Character in the New Testament, usually identified with John Mark

Mark the cousin of Barnabas is a figure mentioned in the New Testament, usually identified with John Mark (and thus with Mark the Evangelist).

== Biblical record ==
Mark accompanied Barnabas and Paul on their missionary travels. Mark started with them on their first trip, but left them partway through. Later, when planning their second trip, Barnabas and Paul could not agree about whether Mark should accompany them again, so Barnabas and Mark separated from Paul.

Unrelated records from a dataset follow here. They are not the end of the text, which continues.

// tests/common/mod.rs
//
// Common test utilities: scripted backends for session tests and a canned
// HTTP responder for exercising the real API clients.

#![allow(dead_code)]

use anyhow::Result;
use async_trait::async_trait;
use std::collections::VecDeque;
use std::sync::{Arc, Mutex};
use std::time::Duration;
use tokio::io::{AsyncReadExt, AsyncWriteExt};
use tokio::net::TcpListener;

use logshare::clock::{Clock, FixedClock};
use logshare::sink::MemorySink;
use logshare::{
    ApiError, Backends, Count, Credentials, FetchConfig, LogFetcher, LogSink, Meta,
    ObjectStorage, SharedSink, StorageError, StorageDestination, ZoneLookup,
};

/// Print test header with formatting
pub fn print_test_header(test_name: &str) {
    println!("\n{}", "=".repeat(60));
    println!("TEST: {}", test_name);
    println!("{}", "=".repeat(60));
}

/// Ordered record of every call made into the mock backends.
pub type Events = Arc<Mutex<Vec<String>>>;

pub fn events_of(events: &Events) -> Vec<String> {
    events.lock().unwrap().clone()
}

/// A valid single-shot configuration with an explicit zone id.
pub fn base_config() -> FetchConfig {
    FetchConfig {
        credentials: Credentials {
            api_key: "k".into(),
            api_email: "e".into(),
        },
        zone_id: "z1".into(),
        start_time: 1000,
        end_time: 2000,
        count: Count::Limit(5),
        ..Default::default()
    }
}

pub fn with_bucket(mut config: FetchConfig) -> FetchConfig {
    config.storage = StorageDestination {
        bucket: "logs".into(),
        project_id: "proj".into(),
    };
    config
}

// -- Backends

#[derive(Debug, Clone, Copy, PartialEq, Eq)]
pub enum BucketOutcome {
    Created,
    AlreadyExists,
    Denied,
}

/// Outcome of one scripted fetch. An exhausted script answers `Ok`.
#[derive(Debug, Clone, Copy, PartialEq, Eq)]
pub enum FetchOutcome {
    Ok,
    Status(u16),
}

pub const RECORD: &[u8] = b"{\"RayID\":\"3a7f\"}\n";

pub struct MockBackends {
    pub events: Events,
    /// `None` makes the name lookup fail.
    pub zone_answer: Option<String>,
    pub bucket: BucketOutcome,
    pub fetches: Arc<Mutex<VecDeque<FetchOutcome>>>,
    /// Every writer handed out by `open_writer`.
    pub writers: Arc<Mutex<Vec<MemorySink>>>,
    pub clock: FixedClock,
    /// Stall each successful fetch this long halfway through its record.
    pub body_delay: Option<Duration>,
}

impl MockBackends {
    pub fn new() -> Self {
        Self {
            events: Arc::new(Mutex::new(Vec::new())),
            zone_answer: None,
            bucket: BucketOutcome::Created,
            fetches: Arc::new(Mutex::new(VecDeque::new())),
            writers: Arc::new(Mutex::new(Vec::new())),
            clock: FixedClock(1_700_000_000),
            body_delay: None,
        }
    }

    pub fn with_body_delay(mut self, delay: Duration) -> Self {
        self.body_delay = Some(delay);
        self
    }

    pub fn with_zone(mut self, id: &str) -> Self {
        self.zone_answer = Some(id.to_string());
        self
    }

    pub fn with_bucket(mut self, outcome: BucketOutcome) -> Self {
        self.bucket = outcome;
        self
    }

    pub fn with_fetches(self, outcomes: &[FetchOutcome]) -> Self {
        self.fetches.lock().unwrap().extend(outcomes.iter().copied());
        self
    }

    pub fn events(&self) -> Vec<String> {
        events_of(&self.events)
    }

    pub fn writers(&self) -> Vec<MemorySink> {
        self.writers.lock().unwrap().clone()
    }
}

#[async_trait]
impl Backends for MockBackends {
    fn zone_lookup(&self, _credentials: &Credentials) -> Result<Box<dyn ZoneLookup>> {
        Ok(Box::new(MockLookup {
            events: self.events.clone(),
            answer: self.zone_answer.clone(),
        }))
    }

    async fn object_storage(&self) -> Result<Box<dyn ObjectStorage>> {
        Ok(Box::new(MockStorage {
            events: self.events.clone(),
            outcome: self.bucket,
            writers: self.writers.clone(),
        }))
    }

    fn log_client(&self, _config: &FetchConfig, sink: Option<SharedSink>) -> Result<Box<dyn LogFetcher>> {
        self.events.lock().unwrap().push(format!(
            "client:{}",
            if sink.is_some() { "object" } else { "stdout" }
        ));
        Ok(Box::new(MockFetcher {
            events: self.events.clone(),
            script: self.fetches.clone(),
            sink,
            body_delay: self.body_delay,
        }))
    }

    fn clock(&self) -> &dyn Clock {
        &self.clock
    }
}

struct MockLookup {
    events: Events,
    answer: Option<String>,
}

#[async_trait]
impl ZoneLookup for MockLookup {
    async fn zone_id_by_name(&self, zone_name: &str) -> Result<String, ApiError> {
        self.events.lock().unwrap().push(format!("lookup:{}", zone_name));
        self.answer
            .clone()
            .ok_or_else(|| ApiError::ZoneNotFound(zone_name.to_string()))
    }
}

struct MockStorage {
    events: Events,
    outcome: BucketOutcome,
    writers: Arc<Mutex<Vec<MemorySink>>>,
}

#[async_trait]
impl ObjectStorage for MockStorage {
    async fn create_bucket(&self, project_id: &str, bucket: &str) -> Result<(), StorageError> {
        self.events
            .lock()
            .unwrap()
            .push(format!("create_bucket:{}/{}", project_id, bucket));
        match self.outcome {
            BucketOutcome::Created => Ok(()),
            BucketOutcome::AlreadyExists => Err(StorageError::AlreadyExists(bucket.to_string())),
            BucketOutcome::Denied => Err(anyhow::anyhow!("403 Forbidden").into()),
        }
    }

    async fn open_writer(&self, bucket: &str, object: &str) -> Result<Box<dyn LogSink>> {
        self.events
            .lock()
            .unwrap()
            .push(format!("open_writer:{}/{}", bucket, object));
        let sink = MemorySink::new();
        self.writers.lock().unwrap().push(sink.clone());
        Ok(Box::new(sink))
    }
}

struct MockFetcher {
    events: Events,
    script: Arc<Mutex<VecDeque<FetchOutcome>>>,
    sink: Option<SharedSink>,
    body_delay: Option<Duration>,
}

impl MockFetcher {
    async fn respond(&self, url: &str) -> Result<Meta, ApiError> {
        let outcome = self.script.lock().unwrap().pop_front().unwrap_or(FetchOutcome::Ok);
        match outcome {
            FetchOutcome::Status(status) => Err(ApiError::Status {
                status,
                url: url.to_string(),
                body: "scripted failure".into(),
            }),
            FetchOutcome::Ok => {
                if let Some(sink) = &self.sink {
                    let mut sink = sink.lock().await;
                    let (head, tail) = RECORD.split_at(RECORD.len() / 2);
                    sink.write_chunk(head).await.map_err(ApiError::Output)?;
                    if let Some(delay) = self.body_delay {
                        tokio::time::sleep(delay).await;
                    }
                    sink.write_chunk(tail).await.map_err(ApiError::Output)?;
                }
                Ok(Meta {
                    status_code: 200,
                    duration_ms: 1,
                    url: url.to_string(),
                    count: 1,
                })
            }
        }
    }
}

#[async_trait]
impl LogFetcher for MockFetcher {
    async fn fetch_field_names(&self, zone_id: &str) -> Result<Meta, ApiError> {
        self.events.lock().unwrap().push(format!("fields:{}", zone_id));
        self.respond("fields").await
    }

    async fn get_from_timestamp(
        &self,
        zone_id: &str,
        start: i64,
        end: i64,
        count: Count,
    ) -> Result<Meta, ApiError> {
        self.events
            .lock()
            .unwrap()
            .push(format!("range:{}:{}:{}:{}", zone_id, start, end, count));
        self.respond("range").await
    }
}

// -- Canned HTTP responder

/// One canned response.
#[derive(Debug, Clone)]
pub struct Canned {
    pub status: u16,
    pub content_type: &'static str,
    pub body: Vec<u8>,
}

impl Canned {
    pub fn ok(content_type: &'static str, body: impl Into<Vec<u8>>) -> Self {
        Self { status: 200, content_type, body: body.into() }
    }

    pub fn status(status: u16, body: impl Into<Vec<u8>>) -> Self {
        Self { status, content_type: "application/json", body: body.into() }
    }
}

/// The head of a request received by [`CannedServer`].
#[derive(Debug, Clone)]
pub struct SeenRequest {
    /// e.g. `GET /client/v4/zones?name=example.com HTTP/1.1`
    pub request_line: String,
    /// Header lines, lowercased names.
    pub headers: Vec<(String, String)>,
}

impl SeenRequest {
    pub fn header(&self, name: &str) -> Option<&str> {
        self.headers
            .iter()
            .find(|(n, _)| n == &name.to_ascii_lowercase())
            .map(|(_, v)| v.as_str())
    }

    pub fn target(&self) -> &str {
        self.request_line.split(' ').nth(1).unwrap_or("")
    }
}

/// Minimal HTTP/1.1 server answering every request with the same response.
pub struct CannedServer {
    pub base_url: String,
    pub seen: Arc<Mutex<Vec<SeenRequest>>>,
}

impl CannedServer {
    pub async fn start(response: Canned) -> Self {
        let listener = TcpListener::bind("127.0.0.1:0").await.unwrap();
        let addr = listener.local_addr().unwrap();
        let seen = Arc::new(Mutex::new(Vec::new()));
        let seen_by_task = seen.clone();

        tokio::spawn(async move {
            loop {
                let Ok((mut socket, _)) = listener.accept().await else {
                    return;
                };
                let head = read_head(&mut socket).await;
                seen_by_task.lock().unwrap().push(parse_head(&head));

                let reason = match response.status {
                    200 => "OK",
                    403 => "Forbidden",
                    404 => "Not Found",
                    _ => "Error",
                };
                let mut reply = format!(
                    "HTTP/1.1 {} {}\r\ncontent-type: {}\r\ncontent-length: {}\r\nconnection: close\r\n\r\n",
                    response.status,
                    reason,
                    response.content_type,
                    response.body.len()
                )
                .into_bytes();
                reply.extend_from_slice(&response.body);
                let _ = socket.write_all(&reply).await;
                let _ = socket.shutdown().await;
            }
        });

        Self {
            base_url: format!("http://{}/client/v4", addr),
            seen,
        }
    }

    pub fn requests(&self) -> Vec<SeenRequest> {
        self.seen.lock().unwrap().clone()
    }
}

async fn read_head(socket: &mut tokio::net::TcpStream) -> String {
    let mut buf = Vec::new();
    let mut byte = [0u8; 1024];
    while !buf.windows(4).any(|w| w == b"\r\n\r\n") {
        match socket.read(&mut byte).await {
            Ok(0) | Err(_) => break,
            Ok(n) => buf.extend_from_slice(&byte[..n]),
        }
    }
    String::from_utf8_lossy(&buf).into_owned()
}

fn parse_head(head: &str) -> SeenRequest {
    let mut lines = head.split("\r\n");
    let request_line = lines.next().unwrap_or_default().to_string();
    let headers = lines
        .take_while(|l| !l.is_empty())
        .filter_map(|l| l.split_once(':'))
        .map(|(n, v)| (n.trim().to_ascii_lowercase(), v.trim().to_string()))
        .collect();
    SeenRequest { request_line, headers }
}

Later, Paul appears to have been reconciled to Mark, for he mentions him positively in Colossians 4:10: "Aristarchus, my fellow prisoner, sends you his greetings; and also Barnabas's cousin Mark (about whom you received instructions; if he comes to you, welcome him)." A person named Mark is also mentioned in Paul's letter to Philemon, "Epaphras, my fellow prisoner in Christ Jesus, greets you, as do Mark, Aristarchus, Demas, Luke, my fellow workers. (Philemon 1:23-24 NAU) This indicates that Mark the Cousin of Barnabas was with Paul during his First Imprisonment in Rome, during which he wrote the four Prison Epistles (Ephesians, Colossians, Philemon, and Philippians).

==Identification==
According to Hippolytus of Rome, in his work On the Seventy Apostles, Mark the cousin of Barnabas (Colossians 4:10; ) is distinct from John Mark (Acts 12:12, 25; ) and Mark the Evangelist (perhaps the Mark in 2 Timothy 4:11?). They all belonged to the Seventy Apostles of Christ (ranked #56, #65, and #14, respectively), who were sent out by Jesus to saturate Judea with the gospel not long before his crucifixion (ff.). Hippolytus says that Mark the cousin of Barnabas was a leader of the apostolic church and the bishop of Apollonia. (There are three possible sites for this place: one in Albania, one in Thrace, and one in Cyrenaica.)

Biblical scholars Samuel Rolles Driver and Charles Augustus Briggs identified Mark, the cousin of Barnabas, with John Mark of Jerusalem, as do John R. Donahue and Daniel J. Harrington.